And, you thought your Big Data cluster was faster than your next door competitor. Oh, well… it’s time to prove it, contribute to an initiative and of course, get the honors. A new benchmarking initiative called BigData  Top100 was announced at the O’Reilly Strata Conference 2013 in a joint presentation by Chaitan Baru (SDSC) and Milind Bhandarkar (Greenplum). Other members of the BigData Top100 List steering group, include Dhruba Borthakur (Facebook), Eyal Gutkind (Mellanox), Jian Li (IBM), Raghunath Nambiar (Cisco), Ken Osterberg (Seagate), Scott Pearson (Brocade), Meikel Poess (Oracle), Tilmann Rabl (University of Toronto), Richard Treadway (NetApp), and Jerry Zhao (Google).

In the proposed benchmark, the group aims to arrive at a list of systems which can process the representative big data workload on a dataset of fixed size in the least amount of total time procured on a fixed budget, as specified by the benchmark.

The seeds of this initiative go back to late 2011 when the Center for Large-scale Data Systems Research (CLDS) at the San Diego Supercomputer Center, University of California San Diego initiated this activity.
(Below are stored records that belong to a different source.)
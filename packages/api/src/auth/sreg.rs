//! Simple Registration (sReg) attribute mapping.
//!
//! The provider hands back profile attributes under its own names. They are
//! staged onto local user fields through [`FIELD_MAPPING`]; a missing or blank
//! attribute never overwrites what the member already has.

use std::collections::HashMap;

/// Local field name to provider attribute name.
pub const FIELD_MAPPING: [(&str, &str); 3] = [
    ("login", "nickname"),
    ("email", "email"),
    ("fullname", "fullname"),
];

/// Attributes the login form asks the provider to return.
pub const REQUIRED_FIELDS: [&str; 2] = ["nickname", "email"];
pub const OPTIONAL_FIELDS: [&str; 1] = ["fullname"];

/// Registration attributes as returned by the provider, keyed by sReg name.
#[derive(Debug, Clone, Default, PartialEq, Eq)]
pub struct Registration(HashMap<String, String>);

impl Registration {
    pub fn new() -> Self {
        Self::default()
    }

    pub fn insert(&mut self, field: impl Into<String>, value: impl Into<String>) {
        self.0.insert(field.into(), value.into());
    }

    pub fn get(&self, field: &str) -> Option<&str> {
        self.0.get(field).map(String::as_str)
    }

    pub fn is_empty(&self) -> bool {
        self.0.is_empty()
    }

    /// The value of `field` unless it is missing or blank.
    fn present(&self, field: &str) -> Option<String> {
        self.get(field)
            .filter(|value| !value.trim().is_empty())
            .map(str::to_string)
    }
}

impl<K: Into<String>, V: Into<String>> FromIterator<(K, V)> for Registration {
    fn from_iter<I: IntoIterator<Item = (K, V)>>(iter: I) -> Self {
        Self(
            iter.into_iter()
                .map(|(k, v)| (k.into(), v.into()))
                .collect(),
        )
    }
}

/// Staged assignments to local profile fields. `None` leaves a field untouched.
#[derive(Debug, Clone, Default, PartialEq, Eq)]
pub struct ProfileUpdate {
    pub login: Option<String>,
    pub email: Option<String>,
    pub fullname: Option<String>,
}

impl ProfileUpdate {
    pub fn is_empty(&self) -> bool {
        self.login.is_none() && self.email.is_none() && self.fullname.is_none()
    }

    fn field_mut(&mut self, local: &str) -> Option<&mut Option<String>> {
        match local {
            "login" => Some(&mut self.login),
            "email" => Some(&mut self.email),
            "fullname" => Some(&mut self.fullname),
            _ => None,
        }
    }

    pub(crate) fn assign(
        self,
        login: &mut Option<String>,
        email: &mut Option<String>,
        fullname: &mut Option<String>,
    ) {
        if let Some(value) = self.login {
            *login = Some(value);
        }
        if let Some(value) = self.email {
            *email = Some(value);
        }
        if let Some(value) = self.fullname {
            *fullname = Some(value);
        }
    }
}

/// Map provider attributes onto local fields.
pub fn map_registration(registration: &Registration) -> ProfileUpdate {
    let mut update = ProfileUpdate::default();

    for (local, remote) in FIELD_MAPPING {
        let Some(value) = registration.present(remote) else {
            continue;
        };
        if let Some(slot) = update.field_mut(local) {
            *slot = Some(value);
        }
    }

    update
}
As part of this activity, 2 key workshops have been organized in May 2012 at San Jose (USA) and in December 2012 at Pune (India). The third workshop is planned in July 2013 at Xi’an (China).

“These meetings substantiated the initial ideas for a big data benchmark, which would include definitions of the data along with a data-generation procedure;
a workload representing common big data applications;
and a set of metrics, run rules,
and full-disclosure reports for fair comparisons of technologies and platforms
. These results would then be presented in the form of the BigData Top100 List, released on a regular basis at a predefined venue such as at the Strata Conferences.”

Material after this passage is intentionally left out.